▸ THE DATA:
Start of Block

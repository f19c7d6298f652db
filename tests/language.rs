use std::{fs, path::Path};

use aplite::{error::ErrorKind, get_result, interpreter::session::Session, load_source};
use walkdir::WalkDir;

/// Lines of a transcript that are typed at the prompt start with six blanks.
const PROMPT: &str = "      ";

/// One prompt line of a transcript and the lines it should print.
struct Exchange {
    input:    String,
    expected: Vec<String>,
    line:     usize,
}

#[test]
fn transcripts_reproduce() {
    let mut count = 0;

    for entry in WalkDir::new("tests/scripts").into_iter()
                                              .filter_map(Result::ok)
                                              .filter(|e| e.path().extension().is_some_and(|ext| ext == "apl"))
    {
        let path = entry.path();
        let content = fs::read_to_string(path).unwrap_or_else(|e| panic!("Failed to read {path:?}: {e}"));

        let mut session = Session::new();
        for exchange in extract_exchanges(&content) {
            count += 1;
            let printed = run(&mut session, &exchange.input);
            assert_eq!(printed,
                       exchange.expected,
                       "{:?} line {}: {}",
                       path,
                       exchange.line,
                       exchange.input);
        }
    }

    assert!(count > 0, "No transcripts found in tests/scripts");
}

/// Evaluates a line the way the interactive session does and returns what
/// it prints.
fn run(session: &mut Session, input: &str) -> Vec<String> {
    match session.execute(input) {
        Ok(outcomes) => outcomes.iter()
                                .filter_map(|outcome| session.display(outcome))
                                .flat_map(|text| text.lines().map(str::to_string).collect::<Vec<_>>())
                                .collect(),
        Err(e) => vec![e.to_string()],
    }
}

fn extract_exchanges(content: &str) -> Vec<Exchange> {
    let mut exchanges: Vec<Exchange> = Vec::new();

    for (number, line) in content.lines().enumerate() {
        if line.starts_with('⍝') {
            continue;
        }
        if let Some(input) = line.strip_prefix(PROMPT) {
            exchanges.push(Exchange { input:    input.to_string(),
                                      expected: Vec::new(),
                                      line:     number + 1, });
        } else if let Some(exchange) = exchanges.last_mut() {
            exchange.expected.push(line.to_string());
        }
    }

    exchanges
}

fn assert_success(src: &str) {
    if let Err(e) = get_result(src) {
        panic!("Script failed: {e}");
    }
}

fn assert_failure(src: &str, kind: ErrorKind) {
    match get_result(src) {
        Ok(_) => panic!("Script succeeded but was expected to fail"),
        Err(e) => assert_eq!(e.kind, kind, "{src}: {e}"),
    }
}

#[test]
fn statements_separated_by_newlines_share_names() {
    assert_success("A←1\nB←A+1\nC←A,B");
    assert_failure("A←1\nB+A", ErrorKind::Value);
}

#[test]
fn malformed_lines_are_syntax_errors() {
    assert_failure("1+", ErrorKind::Syntax);
    assert_failure("(1+2", ErrorKind::Syntax);
    assert_failure("1 2 3)", ErrorKind::Syntax);
    assert_failure("X←", ErrorKind::Syntax);
    assert_failure("'open", ErrorKind::Syntax);
    assert_failure("⎕XYZ", ErrorKind::Syntax);
}

#[test]
fn error_caret_points_at_the_failure() {
    let error = get_result("1+$").unwrap_err();
    assert_eq!(error.caret().as_deref(), Some("1+$\n  ^"));
}

#[test]
fn source_files_load_without_blank_lines() {
    let dir = std::env::temp_dir().join(format!("aplite-{}", std::process::id()));
    fs::create_dir_all(&dir).unwrap();

    let script = dir.join("sum.apl");
    fs::write(&script, "V←⍳4\n\n+/V\n").unwrap();
    assert_eq!(load_source(&script).unwrap(), "V←⍳4\n+/V");

    let other = dir.join("sum.txt");
    fs::write(&other, "1").unwrap();
    assert_eq!(load_source(&other).unwrap_err().kind, ErrorKind::Domain);

    assert_eq!(load_source(Path::new("tests/scripts/missing.apl")).unwrap_err().kind,
               ErrorKind::Domain);

    fs::remove_dir_all(&dir).unwrap();
}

End of Block

▸ TASK GOAL: Everything in the records is to be copied exactly.

▸ RESPONSE TO THE EXERCISE:
repository f19c7d6298f652db
filename tests/language.rs
use std::{fs, path::Path};

use aplite::{error::ErrorKind, get_result, interpreter::session::Session, load_source};
use walkdir::WalkDir;

/// Lines of a transcript that are typed at the prompt start with six blanks.
const PROMPT: &str = "      ";

/// One prompt line of a transcript and the lines it should print.
struct Exchange {
    input:    String,
    expected: Vec<String>,
    line:     usize,
}

#[test]
fn transcripts_reproduce() {
    let mut count = 0;

    for entry in WalkDir::new("tests/scripts").into_iter()
                                              .filter_map(Result::ok)
                                              .filter(|e| e.path().extension().is_some_and(|ext| ext == "apl"))
    {
        let path = entry.path();
        let content = fs::read_to_string(path).unwrap_or_else(|e| panic!("Failed to read {path:?}: {e}"));

        let mut session = Session::new();
        for exchange in extract_exchanges(&content) {
            count += 1;
            let printed = run(&mut session, &exchange.input);
            assert_eq!(printed,
                       exchange.expected,
                       "{:?} line {}: {}",
                       path,
                       exchange.line,
                       exchange.input);
        }
    }

    assert!(count > 0, "No transcripts found in tests/scripts");
}

/// Evaluates a line the way the interactive session does and returns what
/// it prints.
fn run(session: &mut Session, input: &str) -> Vec<String> {
    match session.execute(input) {
        Ok(outcomes) => outcomes.iter()
                                .filter_map(|outcome| session.display(outcome))
                                .flat_map(|text| text.lines().map(str::to_string).collect::<Vec<_>>())
                                .collect(),
        Err(e) => vec![e.to_string()],
    }
}

fn extract_exchanges(content: &str) -> Vec<Exchange> {
    let mut exchanges: Vec<Exchange> = Vec::new();

    for (number, line) in content.lines().enumerate() {
        if line.starts_with('⍝') {
            continue;
        }
        if let Some(input) = line.strip_prefix(PROMPT) {
            exchanges.push(Exchange { input:    input.to_string(),
                                      expected: Vec::new(),
                                      line:     number + 1, });
        } else if let Some(exchange) = exchanges.last_mut() {
            exchange.expected.push(line.to_string());
        }
    }

    exchanges
}

fn assert_success(src: &str) {
    if let Err(e) = get_result(src) {
        panic!("Script failed: {e}");
    }
}

fn assert_failure(src: &str, kind: ErrorKind) {
    match get_result(src) {
        Ok(_) => panic!("Script succeeded but was expected to fail"),
        Err(e) => assert_eq!(e.kind, kind, "{src}: {e}"),
    }
}

#[test]
fn statements_separated_by_newlines_share_names() {
    assert_success("A←1\nB←A+1\nC←A,B");
    assert_failure("A←1\nB+A", ErrorKind::Value);
}

#[test]
fn malformed_lines_are_syntax_errors() {
    assert_failure("1+", ErrorKind::Syntax);
    assert_failure("(1+2", ErrorKind::Syntax);
    assert_failure("1 2 3)", ErrorKind::Syntax);
    assert_failure("X←", ErrorKind::Syntax);
    assert_failure("'open", ErrorKind::Syntax);
    assert_failure("⎕XYZ", ErrorKind::Syntax);
}

#[test]
fn error_caret_points_at_the_failure() {
    let error = get_result("1+$").unwrap_err();
    assert_eq!(error.caret().as_deref(), Some("1+$\n  ^"));
}

#[test]
fn source_files_load_without_blank_lines() {
    let dir = std::env::temp_dir().join(format!("aplite-{}", std::process::id()));
    fs::create_dir_all(&dir).unwrap();

    let script = dir.join("sum.apl");
    fs::write(&script, "V←⍳4\n\n+/V\n").unwrap();
    assert_eq!(load_source(&script).unwrap(), "V←⍳4\n+/V");

    let other = dir.join("sum.txt");
    fs::write(&other, "1").unwrap();
    assert_eq!(load_source(&other).unwrap_err().kind, ErrorKind::Domain);

    assert_eq!(load_source(Path::new("tests/scripts/missing.apl")).unwrap_err().kind,
               ErrorKind::Domain);

    fs::remove_dir_all(&dir).unwrap();
}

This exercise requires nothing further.